Brother, Can you Spare a Dime?

It is estimated that 2.3-3.5 million Americans experience homelessness each year. (Baggett, 2010)

Chronic Homelessness is defined as living in a place that’s not meant for human habituation for at least one year. (guest speaker, Robertson)

In a study, the prevalence and predictors of past-year unmet needs for five types of health care services were analyzed in a national sample of homeless adults. In 2003, 966 adults were studied, representing more than 436,000 individuals nationally. 73% of the respondents reports at least one unmet health issue, including lack of access to medical or surgical care, prescription medicines, mental health care, eyeglasses, and dental care. (Baggett, 2010)

The stigma of being homeless is as pervasive as it has been for years:

“They (the homeless) either aren’t willing to assume the responsibilities that go with being a citizen or the are mentally ill or abusing drugs or alcohol.” -Rush Limbaugh (1992)

Homelessness generally doesn’t strike overnight. There are many contributing factors such as mental illness, socio-economic status a person was born into, interpersonal violence, drug addiction, and severe physical health and the accompanying hospital bills. (John Vassello, in class)

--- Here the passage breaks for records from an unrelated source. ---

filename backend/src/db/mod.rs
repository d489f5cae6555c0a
pub mod connection;
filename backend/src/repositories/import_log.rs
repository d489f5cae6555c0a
use sqlx::{PgExecutor, PgPool};

use crate::models::import_log::{ImportLog, NewImportLog};

const SELECT_COLUMNS: &str =
    "id, filename, file_size, records_imported, import_status, error_message, imported_at";

pub async fn insert_import_log<'e, E>(
    executor: E,
    entry: &NewImportLog,
) -> Result<ImportLog, sqlx::Error>
where
    E: PgExecutor<'e>,
{
    let query = format!(
        "INSERT INTO data_import_logs \
         (filename, file_size, records_imported, import_status, error_message) \
         VALUES ($1, $2, $3, $4, $5) \
         RETURNING {}",
        SELECT_COLUMNS
    );
    sqlx::query_as::<_, ImportLog>(&query)
        .bind(&entry.filename)
        .bind(entry.file_size)
        .bind(entry.records_imported)
        .bind(entry.import_status)
        .bind(&entry.error_message)
        .fetch_one(executor)
        .await
}

/// Most recent entries first.
pub async fn list_recent_import_logs(
    pool: &PgPool,
    limit: i64,
) -> Result<Vec<ImportLog>, sqlx::Error> {
    let query = format!(
        "SELECT {} FROM data_import_logs ORDER BY imported_at DESC, id DESC LIMIT $1",
        SELECT_COLUMNS
    );
    sqlx::query_as::<_, ImportLog>(&query)
        .bind(limit)
        .fetch_all(pool)
        .await
}

pub async fn count_import_logs(pool: &PgPool) -> Result<i64, sqlx::Error> {
    sqlx::query_scalar::<_, i64>("SELECT COUNT(*) FROM data_import_logs")
        .fetch_one(pool)
        .await
}
use chrono::NaiveDate;
use sqlx::PgPool;

use crate::{
    error::AppError,
    models::analytics::{
        CategorySales, DailySales, DimensionTotals, ProductSales, RegionSales, SalesDimension,
        SalesStatistics, SalesSummary,
    },
    repositories::{analytics, SalesFilters},
};

pub const DEFAULT_TOP_LIMIT: i64 = 10;
pub const MAX_TOP_LIMIT: i64 = 100;

/// Read-only aggregations over the stored sales records.
#[derive(Clone)]
pub struct SalesAnalytics {
    pool: PgPool,
}

impl SalesAnalytics {
    pub fn new(pool: PgPool) -> Self {
        Self { pool }
    }

    pub async fn top_products(&self, limit: i64) -> Result<Vec<ProductSales>, AppError> {
        self.top(SalesDimension::Product, &SalesFilters::default(), limit)
            .await
    }

    pub async fn top_regions(&self, limit: i64) -> Result<Vec<RegionSales>, AppError> {
        self.top(SalesDimension::Region, &SalesFilters::default(), limit)
            .await
    }

    pub async fn top_categories(&self, limit: i64) -> Result<Vec<CategorySales>, AppError> {
        self.top(SalesDimension::Category, &SalesFilters::default(), limit)
            .await
    }

    /// Daily totals, optionally bounded by `start` and `end` (both days inclusive).
    pub async fn sales_trend(
        &self,
        start: Option<NaiveDate>,
        end: Option<NaiveDate>,
    ) -> Result<Vec<DailySales>, AppError> {
        let filters = SalesFilters::date_range(start, end);
        validate_date_range(&filters)?;
        Ok(analytics::daily_totals(&self.pool, &filters).await?)
    }

    pub async fn summary(&self) -> Result<SalesSummary, AppError> {
        let totals = analytics::totals(&self.pool, &SalesFilters::default()).await?;
        Ok(totals.into())
    }

    pub async fn statistics(&self, filters: &SalesFilters) -> Result<SalesStatistics, AppError> {
        validate_date_range(filters)?;
        let summary = SalesSummary::from(analytics::totals(&self.pool, filters).await?);
        let top_products = self
            .top(SalesDimension::Product, filters, DEFAULT_TOP_LIMIT)
            .await?;
        let top_regions = self
            .top(SalesDimension::Region, filters, DEFAULT_TOP_LIMIT)
            .await?;

        Ok(SalesStatistics {
            total_sales: summary.total_sales,
            total_orders: summary.total_orders,
            total_quantity: summary.total_quantity,
            avg_order_value: summary.avg_order_value,
            top_products,
            top_regions,
        })
    }

    async fn top<T: From<DimensionTotals>>(
        &self,
        dimension: SalesDimension,
        filters: &SalesFilters,
        limit: i64,
    ) -> Result<Vec<T>, AppError> {
        let limit = limit.clamp(1, MAX_TOP_LIMIT);
        let rows = analytics::top_by_dimension(&self.pool, dimension, filters, limit).await?;
        Ok(rows.into_iter().map(T::from).collect())
    }
}

pub fn validate_date_range(filters: &SalesFilters) -> Result<(), AppError> {
    if let (Some(start), Some(end)) = (filters.start_date, filters.end_date) {
        if start > end {
            return Err(AppError::BadRequest(
                "start_date must not be after end_date".into(),
            ));
        }
    }
    Ok(())
}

Baggett, T., O’Connell, J., Singer, D., & Rigotti, N. (2010). The Unmet Health Care Needs of Homeless Adults: A National Study.  American Journal of Public Health, 1326.

guest speaker: Kelly Robertson LMSW Deputy Director

Boes, M., & van Wormer, K. (1997). Social Work with Homeless Women in Emergency Rooms: A Strengths-Feminist Perspective. Affilia, 12(4), 409.